5) Non-leaf nodes with K keywords exactly contain k + 1 child;


Each node in the B-tree can contain a large amount of keyword information and branches based on the actual situation (of course, it cannot exceed the size of the disk block, depending on the disk drive, generally, the block size is 1 kb ~ 4 K or so); this reduces the depth of the tree, which means to find an element, as long as few nodes read from the external disk into the memory, quickly access the data to be searched. B-the operation time on the tree is usually composed of the disk access time and CPU computing time. Compared with the disk I/O speed, the CPU computing time is negligible, so the meaning of the B-tree is displayed, and the depth of the tree is reduced, which determines the number of I/O reads and writes.
B-tree index is a typical tree structure. Its components are mainly:
1) leaf node: contains entries that direct to the data rows in the table.
2) branch node: the entries in the table point to other branch nodes or leaf nodes in the index.
3) root node: a B-tree index has only one root node, which is actually the branch node at the top of the tree.

As shown in:




 
Each index contains two parts: the value of the index and the pointer to the data page or another index. Each node is an index page that contains multiple indexes.
When you create an index for an empty table, the database allocates an empty index page, which indicates the root node. Before you insert data, the index page is empty. Whenever you insert data, the database creates index entries on the root node ,. When the root node is fully inserted and data is inserted, the root node is split. For example, the data inserted by the root node. (If there are more than four nodes, the system splits the data into two nodes, moves G to the new root node, and places H and N in the New Right child node. :

The root node is filled with 4 nodes

Insert h to split.
The general splitting steps are as follows:
1) create two son nodes
2) data in the original node is roughly divided into two halves and written into two new child nodes.
3) place a pointer to the page node in the heel Node

When you constantly insert data into the table, the pointer to the leaf node in the root node is also fully inserted. When the leaves still need to be split, the root node has no space to create a pointer to the new leaf node. Then the database creates a branch node. With the split of leaf nodes, pointers in the root node point to these branch nodes. As data continues to be inserted, the index will add more branch nodes so that the tree structure becomes such a multi-level structure.


3. Index types

1) clustered index: the physical order of the row in the table is the same as the logic (INDEX) Order of the key value. Because there is only one physical order of data, one table can have only one clustered index. If a table does not have clustered indexes, this table does not have the concept of order, and all new rows will be inserted to the end of the table. For clustered indexes, leaf nodes store data rows without separate data pages. For example, when I was a child, I never looked up the dictionary. In my opinion, the dictionary itself is a directory. For example, if I look up the dictionary, I just need to flip it to the beginning of the P letter and then find e in order. In this way, I can quickly find the word the teacher said and get the praise of the teacher.
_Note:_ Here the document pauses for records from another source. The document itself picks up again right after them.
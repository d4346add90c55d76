//! External process that regenerates champion and item data.

use std::path::PathBuf;
use std::process::Command;

use anyhow::{Context, Result, anyhow, bail};
use tracing::{error, info};

/// Opaque regeneration step triggered when a new patch is published.
pub trait DataGenerationJob {
  /// Run the job to completion, returning `true` on success.
  fn run_data_generation(&self) -> bool;
}

/// Runs a fixed sequence of commands, stopping at the first failure.
#[derive(Debug, Clone)]
pub struct CommandGenerationJob {
  commands: Vec<Vec<String>>,
  working_dir: Option<PathBuf>,
}

impl CommandGenerationJob {
  /// Job running `commands` in order; each command is a program followed by its arguments.
  pub fn new(commands: Vec<Vec<String>>) -> Self {
    Self {
      commands,
      working_dir: None,
    }
  }

  /// Run every command from `dir` instead of the current directory.
  pub fn with_working_dir(mut self, dir: impl Into<PathBuf>) -> Self {
    self.working_dir = Some(dir.into());
    self
  }

  fn run_all(&self) -> Result<()> {
    for command in &self.commands {
      self.run_one(command)?;
    }
    Ok(())
  }

  fn run_one(&self, command: &[String]) -> Result<()> {
    let (program, args) = command
      .split_first()
      .ok_or_else(|| anyhow!("empty generation command"))?;
    let command_line = command.join(" ");
    info!(command = %command_line, "running generation step");

    let mut process = Command::new(program);
    process.args(args);
    if let Some(dir) = &self.working_dir {
      process.current_dir(dir);
    }
    let output = process
      .output()
      .with_context(|| format!("failed to run `{command_line}`"))?;

    let stdout = String::from_utf8_lossy(&output.stdout);
    if !stdout.trim().is_empty() {
      info!(command = %command_line, "{}", stdout.trim_end());
    }

    if !output.status.success() {
      bail!(
        "`{command_line}` failed with status {}\nstdout: {}\nstderr: {}",
        output.status,
        stdout,
        String::from_utf8_lossy(&output.stderr)
      );
    }
    Ok(())
  }
}

impl DataGenerationJob for CommandGenerationJob {
  fn run_data_generation(&self) -> bool {
    info!(steps = self.commands.len(), "starting data generation");
    match self.run_all() {
      Ok(()) => {
        info!("data generation completed");
        true
      }
      Err(err) => {
        error!(error = %format!("{err:#}"), "data generation failed");
        false
      }
    }
  }
}

#[cfg(all(test, unix))]
mod tests {
  use super::*;
  use tempfile::tempdir;

  fn sh(script: &str) -> Vec<String> {
    vec!["sh".into(), "-c".into(), script.into()]
  }

  #[test]
  fn succeeds_when_every_step_succeeds() {
    let job = CommandGenerationJob::new(vec![sh("echo champions"), sh("echo items")]);
    assert!(job.run_data_generation());
  }

  #[test]
  fn stops_at_first_failing_step() {
    let temp = tempdir().expect("failed to create temp dir");
    let job = CommandGenerationJob::new(vec![sh("exit 3"), sh("touch items.done")])
      .with_working_dir(temp.path());

    assert!(!job.run_data_generation());
    assert!(!temp.path().join("items.done").exists());
  }

  #[test]
  fn runs_steps_in_working_directory() {
    let temp = tempdir().expect("failed to create temp dir");
    let job = CommandGenerationJob::new(vec![sh("touch champions.done"), sh("touch items.done")])
      .with_working_dir(temp.path());

    assert!(job.run_data_generation());
    assert!(temp.path().join("champions.done").exists());
    assert!(temp.path().join("items.done").exists());
  }

  #[test]
  fn missing_programs_report_failure() {
    let job = CommandGenerationJob::new(vec![vec!["definitely-not-a-real-program-4711".into()]]);
    assert!(!job.run_data_generation());
  }

  #[test]
  fn empty_commands_report_failure() {
    let job = CommandGenerationJob::new(vec![Vec::new()]);
    assert!(!job.run_data_generation());
  }
}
2) Non-clustered index: the physical order of the row in the table is irrelevant to the index order. For non-clustered indexes, leaf nodes store index Field Values and pointers to corresponding data pages. The leaf node is next to the data and corresponds to each row of the data page. Sometimes, I don't know what to read in the dictionary, so I have to look for it through the "beginning" of the dictionary directory. At this time, I will find that the sorting in the directory is different from the sorting of the actual body, which is very annoying to me, because I cannot be faster than others, I need to find the word in the directory first, and then find the word in the body based on the page number.


4. query, insert, and delete indexes and Data

1) query. The query operation is the same as the dictionary query operation. When we look for a specified record, the database first looks for the root node, compares the data to be queried with the data of the root node, and then queries the next record through the pointer of the root node, until this record is found. This is a simple binary search process of the Balance Tree. I will not repeat it here. In the clustered index, the data row is found when the page node is found. In the non-clustered index, we still need to read the data page.


2) insert. The insert operation for clustered indexes is complicated. In the simplest case, the insert operation will locate the data page, and then free up space for new data and perform the insert operation. If the data page has no space, you need to split the data page, which is a very resource-consuming operation. For tables with only non-clustered indexes, you only need to insert them at the end of the table. If a clustered index is also included, the insert operation required for the clustered index is also performed.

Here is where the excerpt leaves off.